*** Information ***

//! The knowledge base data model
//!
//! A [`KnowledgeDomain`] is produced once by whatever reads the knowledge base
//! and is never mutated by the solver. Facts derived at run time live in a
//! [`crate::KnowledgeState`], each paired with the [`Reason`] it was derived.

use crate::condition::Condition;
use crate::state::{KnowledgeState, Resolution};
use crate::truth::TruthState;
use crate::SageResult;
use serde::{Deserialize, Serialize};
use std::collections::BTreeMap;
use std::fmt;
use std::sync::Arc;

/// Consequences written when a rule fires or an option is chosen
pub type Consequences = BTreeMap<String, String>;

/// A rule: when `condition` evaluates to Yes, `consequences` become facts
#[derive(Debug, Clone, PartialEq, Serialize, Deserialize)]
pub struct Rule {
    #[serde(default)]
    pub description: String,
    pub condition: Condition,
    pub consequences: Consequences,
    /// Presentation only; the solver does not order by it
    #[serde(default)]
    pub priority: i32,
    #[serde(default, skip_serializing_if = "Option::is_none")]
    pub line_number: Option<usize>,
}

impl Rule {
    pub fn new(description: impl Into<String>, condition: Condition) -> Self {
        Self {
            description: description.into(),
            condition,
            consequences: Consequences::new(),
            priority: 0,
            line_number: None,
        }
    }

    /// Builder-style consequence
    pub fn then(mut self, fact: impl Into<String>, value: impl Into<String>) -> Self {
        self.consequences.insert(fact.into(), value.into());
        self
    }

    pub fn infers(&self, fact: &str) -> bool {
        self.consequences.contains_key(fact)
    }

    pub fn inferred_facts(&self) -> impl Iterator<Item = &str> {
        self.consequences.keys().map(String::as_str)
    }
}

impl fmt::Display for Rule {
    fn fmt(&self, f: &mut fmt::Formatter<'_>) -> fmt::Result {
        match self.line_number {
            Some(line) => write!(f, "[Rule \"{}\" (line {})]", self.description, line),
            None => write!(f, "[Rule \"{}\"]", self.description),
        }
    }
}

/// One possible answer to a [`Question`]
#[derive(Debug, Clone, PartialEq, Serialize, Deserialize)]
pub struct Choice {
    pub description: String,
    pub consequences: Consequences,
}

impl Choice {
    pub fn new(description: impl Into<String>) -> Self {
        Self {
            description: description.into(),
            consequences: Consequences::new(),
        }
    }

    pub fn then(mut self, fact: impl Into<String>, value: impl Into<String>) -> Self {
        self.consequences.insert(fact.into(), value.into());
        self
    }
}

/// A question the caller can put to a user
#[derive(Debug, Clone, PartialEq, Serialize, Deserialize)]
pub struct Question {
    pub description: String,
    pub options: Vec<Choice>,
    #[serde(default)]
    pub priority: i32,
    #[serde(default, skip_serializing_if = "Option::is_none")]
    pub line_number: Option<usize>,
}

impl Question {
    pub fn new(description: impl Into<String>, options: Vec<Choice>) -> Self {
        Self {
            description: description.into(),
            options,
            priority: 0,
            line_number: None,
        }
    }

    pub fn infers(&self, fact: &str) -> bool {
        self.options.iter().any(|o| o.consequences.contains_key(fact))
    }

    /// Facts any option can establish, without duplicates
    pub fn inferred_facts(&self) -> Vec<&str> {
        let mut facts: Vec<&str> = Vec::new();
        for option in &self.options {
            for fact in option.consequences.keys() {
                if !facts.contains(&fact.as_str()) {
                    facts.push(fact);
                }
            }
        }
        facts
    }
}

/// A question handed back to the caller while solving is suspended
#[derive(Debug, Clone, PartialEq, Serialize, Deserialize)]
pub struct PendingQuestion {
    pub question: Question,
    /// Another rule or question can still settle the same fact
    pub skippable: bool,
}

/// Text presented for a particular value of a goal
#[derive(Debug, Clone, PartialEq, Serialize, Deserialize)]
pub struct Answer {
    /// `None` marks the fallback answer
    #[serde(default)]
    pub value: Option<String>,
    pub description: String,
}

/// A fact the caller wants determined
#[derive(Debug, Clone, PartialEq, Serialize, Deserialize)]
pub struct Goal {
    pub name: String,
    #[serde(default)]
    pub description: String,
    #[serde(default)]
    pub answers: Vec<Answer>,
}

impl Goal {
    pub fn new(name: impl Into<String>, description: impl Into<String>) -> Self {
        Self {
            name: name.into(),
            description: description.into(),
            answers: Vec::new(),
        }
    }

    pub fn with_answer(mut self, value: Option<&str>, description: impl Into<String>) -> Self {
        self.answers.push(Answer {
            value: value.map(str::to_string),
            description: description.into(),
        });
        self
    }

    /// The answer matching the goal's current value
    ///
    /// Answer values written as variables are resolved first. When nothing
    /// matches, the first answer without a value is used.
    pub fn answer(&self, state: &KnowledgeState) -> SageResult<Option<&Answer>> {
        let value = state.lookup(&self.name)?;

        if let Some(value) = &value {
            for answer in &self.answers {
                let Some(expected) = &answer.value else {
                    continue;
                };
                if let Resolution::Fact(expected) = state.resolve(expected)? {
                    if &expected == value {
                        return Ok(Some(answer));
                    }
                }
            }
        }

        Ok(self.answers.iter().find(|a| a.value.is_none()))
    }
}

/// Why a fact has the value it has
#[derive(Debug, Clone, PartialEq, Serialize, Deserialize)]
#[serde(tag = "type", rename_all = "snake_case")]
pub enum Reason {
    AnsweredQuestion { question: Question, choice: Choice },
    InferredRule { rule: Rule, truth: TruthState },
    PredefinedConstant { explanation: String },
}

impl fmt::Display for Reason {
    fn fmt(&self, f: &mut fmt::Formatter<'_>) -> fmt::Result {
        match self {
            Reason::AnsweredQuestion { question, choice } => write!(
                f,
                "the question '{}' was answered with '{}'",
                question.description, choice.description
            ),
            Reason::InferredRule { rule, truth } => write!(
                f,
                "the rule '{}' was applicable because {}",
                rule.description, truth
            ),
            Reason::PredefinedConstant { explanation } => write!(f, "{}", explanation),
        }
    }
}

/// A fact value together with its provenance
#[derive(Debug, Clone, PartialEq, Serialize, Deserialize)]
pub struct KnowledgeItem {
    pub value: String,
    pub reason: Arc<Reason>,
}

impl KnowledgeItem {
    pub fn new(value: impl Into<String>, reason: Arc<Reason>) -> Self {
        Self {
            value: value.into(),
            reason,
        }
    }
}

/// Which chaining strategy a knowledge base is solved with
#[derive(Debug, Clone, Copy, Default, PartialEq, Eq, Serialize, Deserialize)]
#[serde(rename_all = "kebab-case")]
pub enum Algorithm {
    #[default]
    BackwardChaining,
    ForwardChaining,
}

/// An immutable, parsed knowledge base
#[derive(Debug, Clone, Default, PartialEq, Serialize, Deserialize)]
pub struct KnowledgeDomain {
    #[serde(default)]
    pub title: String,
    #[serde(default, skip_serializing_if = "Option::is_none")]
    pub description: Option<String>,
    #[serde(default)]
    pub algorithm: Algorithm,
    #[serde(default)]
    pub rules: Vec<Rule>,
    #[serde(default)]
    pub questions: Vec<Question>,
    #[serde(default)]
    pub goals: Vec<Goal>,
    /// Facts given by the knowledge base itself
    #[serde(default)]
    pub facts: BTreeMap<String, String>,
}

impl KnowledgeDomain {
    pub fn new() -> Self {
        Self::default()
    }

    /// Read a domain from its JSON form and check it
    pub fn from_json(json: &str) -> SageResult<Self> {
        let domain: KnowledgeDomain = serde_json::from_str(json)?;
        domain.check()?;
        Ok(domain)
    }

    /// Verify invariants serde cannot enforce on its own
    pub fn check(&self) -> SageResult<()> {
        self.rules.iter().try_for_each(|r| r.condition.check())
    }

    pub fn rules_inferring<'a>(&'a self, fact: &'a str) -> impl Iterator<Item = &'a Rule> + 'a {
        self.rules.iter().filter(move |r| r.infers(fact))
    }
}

***

Activity: Within the records, how many lines include "first"? The answer is the number and nothing else.

Exercise answer: 2